(Stored items from a collection)
-- Opening Marker --

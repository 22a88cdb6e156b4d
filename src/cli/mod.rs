//! Command-line interface for godic.
//!
//! The CLI is a thin front-end over the library: it loads a `godic.toml`
//! manifest, turns it into a [`Generator`](crate::generator::Generator) and
//! renders the container.
//!
//! # Available Commands
//!
//! - `init` - Write a starter `godic.toml`
//! - `generate` - Render the container described by `godic.toml`
//!
//! # Usage
//!
//! ```bash
//! # 1. Create a manifest
//! godic init
//!
//! # 2. Print the container to stdout
//! godic generate
//!
//! # 3. Or write it next to your code
//! godic generate --output container.go && gofmt -w container.go
//! ```
//!
//! # Global Options
//!
//! - `--verbose` - Enable debug logging on stderr
//! - `--quiet` - Suppress everything except errors

mod generate;
mod init;

#[cfg(test)]
mod tests;

use anyhow::Result;
use clap::{Parser, Subcommand};
use tracing_subscriber::EnvFilter;

/// Runtime configuration derived from global CLI flags.
#[derive(Debug, Clone, Default)]
pub struct CliConfig {
    /// Log level for the tracing subscriber.
    ///
    /// `None` disables logging entirely (quiet mode). `RUST_LOG`, when set,
    /// takes precedence over this value.
    pub log_level: Option<String>,

    /// Suppress informational output on stdout.
    pub quiet: bool,
}

impl CliConfig {
    /// Create a configuration with logging disabled.
    #[must_use]
    pub fn new() -> Self {
        Self::default()
    }

    /// Install a stderr tracing subscriber for the configured level.
    ///
    /// Does nothing in quiet mode or if a subscriber is already installed.
    pub fn init_logging(&self) {
        let Some(level) = &self.log_level else {
            return;
        };

        let filter = if std::env::var("RUST_LOG").is_ok() {
            EnvFilter::from_default_env()
        } else {
            EnvFilter::new(level)
        };

        let _ = tracing_subscriber::fmt()
            .with_env_filter(filter)
            .with_writer(std::io::stderr)
            .with_target(false)
            .try_init();
    }
}

/// godic - generate lazily-initialised dependency injection containers for Go
#[derive(Parser)]
#[command(
    name = "godic",
    about = "Generate lazily-initialised dependency injection containers for Go",
    version,
    long_about = "godic renders a Go struct with one memoizing accessor per dependency from a godic.toml manifest."
)]
pub struct Cli {
    #[command(subcommand)]
    command: Commands,

    /// Enable debug logging on stderr
    #[arg(short, long, global = true, conflicts_with = "quiet")]
    verbose: bool,

    /// Suppress all output except errors and generated code
    #[arg(short, long, global = true)]
    quiet: bool,
}

#[derive(Subcommand)]
enum Commands {
    /// Write a starter godic.toml manifest.
    ///
    /// See [`init::InitCommand`] for options.
    Init(init::InitCommand),

    /// Render the container described by a manifest.
    ///
    /// See [`generate::GenerateCommand`] for options.
    Generate(generate::GenerateCommand),
}

impl Cli {
    /// Execute the CLI with a configuration built from the parsed flags.
    ///
    /// # Errors
    ///
    /// Returns the error of the executed subcommand.
    pub fn execute(self) -> Result<()> {
        let config = self.build_config();
        config.init_logging();
        self.execute_with_config(config)
    }

    /// Build a [`CliConfig`] from the parsed CLI arguments.
    ///
    /// - `--verbose` sets the log level to `debug`
    /// - `--quiet` disables logging
    /// - otherwise only warnings are logged
    #[must_use]
    pub fn build_config(&self) -> CliConfig {
        let log_level = if self.verbose {
            Some("debug".to_string())
        } else if self.quiet {
            None // No logging when quiet
        } else {
            Some("warn".to_string())
        };

        CliConfig {
            log_level,
            quiet: self.quiet,
        }
    }

    /// Execute the CLI with an explicit configuration.
    ///
    /// Logging is not initialised here, which lets tests run commands without
    /// installing a global subscriber.
    ///
    /// # Errors
    ///
    /// Returns the error of the executed subcommand.
    pub fn execute_with_config(self, config: CliConfig) -> Result<()> {
        match self.command {
            Commands::Init(cmd) => cmd.execute(&config),
            Commands::Generate(cmd) => cmd.execute(&config),
        }
    }
}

-- Closing Marker --

## EXERCISE DETAILS:
Each entry above needs to be output exactly.

## ANSWER TO THIS EXERCISE:
repository 22a88cdb6e156b4d
filename src/cli/mod.rs
//! Command-line interface for godic.
//!
//! The CLI is a thin front-end over the library: it loads a `godic.toml`
//! manifest, turns it into a [`Generator`](crate::generator::Generator) and
//! renders the container.
//!
//! # Available Commands
//!
//! - `init` - Write a starter `godic.toml`
//! - `generate` - Render the container described by `godic.toml`
//!
//! # Usage
//!
//! ```bash
//! # 1. Create a manifest
//! godic init
//!
//! # 2. Print the container to stdout
//! godic generate
//!
//! # 3. Or write it next to your code
//! godic generate --output container.go && gofmt -w container.go
//! ```
//!
//! # Global Options
//!
//! - `--verbose` - Enable debug logging on stderr
//! - `--quiet` - Suppress everything except errors

mod generate;
mod init;

#[cfg(test)]
mod tests;

use anyhow::Result;
use clap::{Parser, Subcommand};
use tracing_subscriber::EnvFilter;

/// Runtime configuration derived from global CLI flags.
#[derive(Debug, Clone, Default)]
pub struct CliConfig {
    /// Log level for the tracing subscriber.
    ///
    /// `None` disables logging entirely (quiet mode). `RUST_LOG`, when set,
    /// takes precedence over this value.
    pub log_level: Option<String>,

    /// Suppress informational output on stdout.
    pub quiet: bool,
}

impl CliConfig {
    /// Create a configuration with logging disabled.
    #[must_use]
    pub fn new() -> Self {
        Self::default()
    }

    /// Install a stderr tracing subscriber for the configured level.
    ///
    /// Does nothing in quiet mode or if a subscriber is already installed.
    pub fn init_logging(&self) {
        let Some(level) = &self.log_level else {
            return;
        };

        let filter = if std::env::var("RUST_LOG").is_ok() {
            EnvFilter::from_default_env()
        } else {
            EnvFilter::new(level)
        };

        let _ = tracing_subscriber::fmt()
            .with_env_filter(filter)
            .with_writer(std::io::stderr)
            .with_target(false)
            .try_init();
    }
}

/// godic - generate lazily-initialised dependency injection containers for Go
#[derive(Parser)]
#[command(
    name = "godic",
    about = "Generate lazily-initialised dependency injection containers for Go",
    version,
    long_about = "godic renders a Go struct with one memoizing accessor per dependency from a godic.toml manifest."
)]
pub struct Cli {
    #[command(subcommand)]
    command: Commands,

    /// Enable debug logging on stderr
    #[arg(short, long, global = true, conflicts_with = "quiet")]
    verbose: bool,

    /// Suppress all output except errors and generated code
    #[arg(short, long, global = true)]
    quiet: bool,
}

#[derive(Subcommand)]
enum Commands {
    /// Write a starter godic.toml manifest.
    ///
    /// See [`init::InitCommand`] for options.
    Init(init::InitCommand),

    /// Render the container described by a manifest.
    ///
    /// See [`generate::GenerateCommand`] for options.
    Generate(generate::GenerateCommand),
}

impl Cli {
    /// Execute the CLI with a configuration built from the parsed flags.
    ///
    /// # Errors
    ///
    /// Returns the error of the executed subcommand.
    pub fn execute(self) -> Result<()> {
        let config = self.build_config();
        config.init_logging();
        self.execute_with_config(config)
    }

    /// Build a [`CliConfig`] from the parsed CLI arguments.
    ///
    /// - `--verbose` sets the log level to `debug`
    /// - `--quiet` disables logging
    /// - otherwise only warnings are logged
    #[must_use]
    pub fn build_config(&self) -> CliConfig {
        let log_level = if self.verbose {
            Some("debug".to_string())
        } else if self.quiet {
            None // No logging when quiet
        } else {
            Some("warn".to_string())
        };

        CliConfig {
            log_level,
            quiet: self.quiet,
        }
    }

    /// Execute the CLI with an explicit configuration.
    ///
    /// Logging is not initialised here, which lets tests run commands without
    /// installing a global subscriber.
    ///
    /// # Errors
    ///
    /// Returns the error of the executed subcommand.
    pub fn execute_with_config(self, config: CliConfig) -> Result<()> {
        match self.command {
            Commands::Init(cmd) => cmd.execute(&config),
            Commands::Generate(cmd) => cmd.execute(&config),
        }
    }
}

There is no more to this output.